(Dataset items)
▼▼▼

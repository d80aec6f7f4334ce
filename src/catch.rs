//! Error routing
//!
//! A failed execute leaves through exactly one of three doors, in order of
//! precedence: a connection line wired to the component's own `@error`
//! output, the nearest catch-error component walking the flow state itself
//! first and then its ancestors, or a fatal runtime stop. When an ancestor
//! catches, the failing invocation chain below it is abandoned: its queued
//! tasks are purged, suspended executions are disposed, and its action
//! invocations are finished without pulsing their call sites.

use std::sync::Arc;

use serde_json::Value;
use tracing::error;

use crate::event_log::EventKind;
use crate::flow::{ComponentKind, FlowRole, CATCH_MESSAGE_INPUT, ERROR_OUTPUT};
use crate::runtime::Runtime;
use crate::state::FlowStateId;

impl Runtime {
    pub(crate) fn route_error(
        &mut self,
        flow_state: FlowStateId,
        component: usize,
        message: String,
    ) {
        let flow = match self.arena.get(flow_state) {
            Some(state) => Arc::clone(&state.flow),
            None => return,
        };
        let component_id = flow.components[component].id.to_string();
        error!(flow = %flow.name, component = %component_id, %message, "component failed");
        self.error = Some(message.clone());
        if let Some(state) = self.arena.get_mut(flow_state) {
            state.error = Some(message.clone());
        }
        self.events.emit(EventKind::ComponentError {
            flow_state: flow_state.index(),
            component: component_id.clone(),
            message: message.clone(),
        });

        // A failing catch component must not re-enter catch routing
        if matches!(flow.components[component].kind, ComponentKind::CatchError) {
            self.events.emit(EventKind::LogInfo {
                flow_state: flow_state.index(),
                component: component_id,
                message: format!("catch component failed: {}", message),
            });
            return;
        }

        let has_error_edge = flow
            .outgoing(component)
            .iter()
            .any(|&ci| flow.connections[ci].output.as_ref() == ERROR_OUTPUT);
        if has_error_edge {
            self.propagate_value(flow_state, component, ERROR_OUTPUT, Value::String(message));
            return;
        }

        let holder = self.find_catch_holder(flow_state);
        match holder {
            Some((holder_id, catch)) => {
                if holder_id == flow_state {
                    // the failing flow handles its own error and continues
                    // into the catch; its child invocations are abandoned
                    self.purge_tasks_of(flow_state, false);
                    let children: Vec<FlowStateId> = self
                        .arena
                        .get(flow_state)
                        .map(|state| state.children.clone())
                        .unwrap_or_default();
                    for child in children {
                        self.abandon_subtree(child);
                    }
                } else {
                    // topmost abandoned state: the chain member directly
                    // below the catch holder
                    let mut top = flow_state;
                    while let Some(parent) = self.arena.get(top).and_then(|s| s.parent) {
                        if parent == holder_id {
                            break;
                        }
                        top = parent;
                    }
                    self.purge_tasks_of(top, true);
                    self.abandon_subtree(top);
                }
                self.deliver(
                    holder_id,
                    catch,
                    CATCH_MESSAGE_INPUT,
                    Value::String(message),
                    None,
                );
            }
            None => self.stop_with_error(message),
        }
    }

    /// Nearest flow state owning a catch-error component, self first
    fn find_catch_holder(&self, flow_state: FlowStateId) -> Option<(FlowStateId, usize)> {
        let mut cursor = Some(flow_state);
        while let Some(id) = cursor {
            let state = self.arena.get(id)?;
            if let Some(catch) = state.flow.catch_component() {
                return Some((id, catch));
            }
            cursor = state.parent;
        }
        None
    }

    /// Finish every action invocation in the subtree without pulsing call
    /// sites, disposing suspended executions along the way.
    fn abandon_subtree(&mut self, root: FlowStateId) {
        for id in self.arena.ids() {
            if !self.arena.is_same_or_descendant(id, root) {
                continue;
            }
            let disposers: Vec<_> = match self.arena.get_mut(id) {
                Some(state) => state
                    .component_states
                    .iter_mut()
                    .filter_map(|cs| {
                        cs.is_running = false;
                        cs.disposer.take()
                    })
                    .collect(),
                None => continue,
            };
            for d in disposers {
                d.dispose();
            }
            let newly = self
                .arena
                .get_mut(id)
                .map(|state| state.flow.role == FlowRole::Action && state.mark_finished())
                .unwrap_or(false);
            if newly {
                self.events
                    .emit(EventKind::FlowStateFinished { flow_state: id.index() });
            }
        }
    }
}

▲▲▲

Directions:
Restate the records in full, keeping every word as it is.

Answer for the task:
repository d80aec6f7f4334ce
filename src/catch.rs
//! Error routing
//!
//! A failed execute leaves through exactly one of three doors, in order of
//! precedence: a connection line wired to the component's own `@error`
//! output, the nearest catch-error component walking the flow state itself
//! first and then its ancestors, or a fatal runtime stop. When an ancestor
//! catches, the failing invocation chain below it is abandoned: its queued
//! tasks are purged, suspended executions are disposed, and its action
//! invocations are finished without pulsing their call sites.

use std::sync::Arc;

use serde_json::Value;
use tracing::error;

use crate::event_log::EventKind;
use crate::flow::{ComponentKind, FlowRole, CATCH_MESSAGE_INPUT, ERROR_OUTPUT};
use crate::runtime::Runtime;
use crate::state::FlowStateId;

impl Runtime {
    pub(crate) fn route_error(
        &mut self,
        flow_state: FlowStateId,
        component: usize,
        message: String,
    ) {
        let flow = match self.arena.get(flow_state) {
            Some(state) => Arc::clone(&state.flow),
            None => return,
        };
        let component_id = flow.components[component].id.to_string();
        error!(flow = %flow.name, component = %component_id, %message, "component failed");
        self.error = Some(message.clone());
        if let Some(state) = self.arena.get_mut(flow_state) {
            state.error = Some(message.clone());
        }
        self.events.emit(EventKind::ComponentError {
            flow_state: flow_state.index(),
            component: component_id.clone(),
            message: message.clone(),
        });

        // A failing catch component must not re-enter catch routing
        if matches!(flow.components[component].kind, ComponentKind::CatchError) {
            self.events.emit(EventKind::LogInfo {
                flow_state: flow_state.index(),
                component: component_id,
                message: format!("catch component failed: {}", message),
            });
            return;
        }

        let has_error_edge = flow
            .outgoing(component)
            .iter()
            .any(|&ci| flow.connections[ci].output.as_ref() == ERROR_OUTPUT);
        if has_error_edge {
            self.propagate_value(flow_state, component, ERROR_OUTPUT, Value::String(message));
            return;
        }

        let holder = self.find_catch_holder(flow_state);
        match holder {
            Some((holder_id, catch)) => {
                if holder_id == flow_state {
                    // the failing flow handles its own error and continues
                    // into the catch; its child invocations are abandoned
                    self.purge_tasks_of(flow_state, false);
                    let children: Vec<FlowStateId> = self
                        .arena
                        .get(flow_state)
                        .map(|state| state.children.clone())
                        .unwrap_or_default();
                    for child in children {
                        self.abandon_subtree(child);
                    }
                } else {
                    // topmost abandoned state: the chain member directly
                    // below the catch holder
                    let mut top = flow_state;
                    while let Some(parent) = self.arena.get(top).and_then(|s| s.parent) {
                        if parent == holder_id {
                            break;
                        }
                        top = parent;
                    }
                    self.purge_tasks_of(top, true);
                    self.abandon_subtree(top);
                }
                self.deliver(
                    holder_id,
                    catch,
                    CATCH_MESSAGE_INPUT,
                    Value::String(message),
                    None,
                );
            }
            None => self.stop_with_error(message),
        }
    }

    /// Nearest flow state owning a catch-error component, self first
    fn find_catch_holder(&self, flow_state: FlowStateId) -> Option<(FlowStateId, usize)> {
        let mut cursor = Some(flow_state);
        while let Some(id) = cursor {
            let state = self.arena.get(id)?;
            if let Some(catch) = state.flow.catch_component() {
                return Some((id, catch));
            }
            cursor = state.parent;
        }
        None
    }

    /// Finish every action invocation in the subtree without pulsing call
    /// sites, disposing suspended executions along the way.
    fn abandon_subtree(&mut self, root: FlowStateId) {
        for id in self.arena.ids() {
            if !self.arena.is_same_or_descendant(id, root) {
                continue;
            }
            let disposers: Vec<_> = match self.arena.get_mut(id) {
                Some(state) => state
                    .component_states
                    .iter_mut()
                    .filter_map(|cs| {
                        cs.is_running = false;
                        cs.disposer.take()
                    })
                    .collect(),
                None => continue,
            };
            for d in disposers {
                d.dispose();
            }
            let newly = self
                .arena
                .get_mut(id)
                .map(|state| state.flow.role == FlowRole::Action && state.mark_finished())
                .unwrap_or(false);
            if newly {
                self.events
                    .emit(EventKind::FlowStateFinished { flow_state: id.index() });
            }
        }
    }
}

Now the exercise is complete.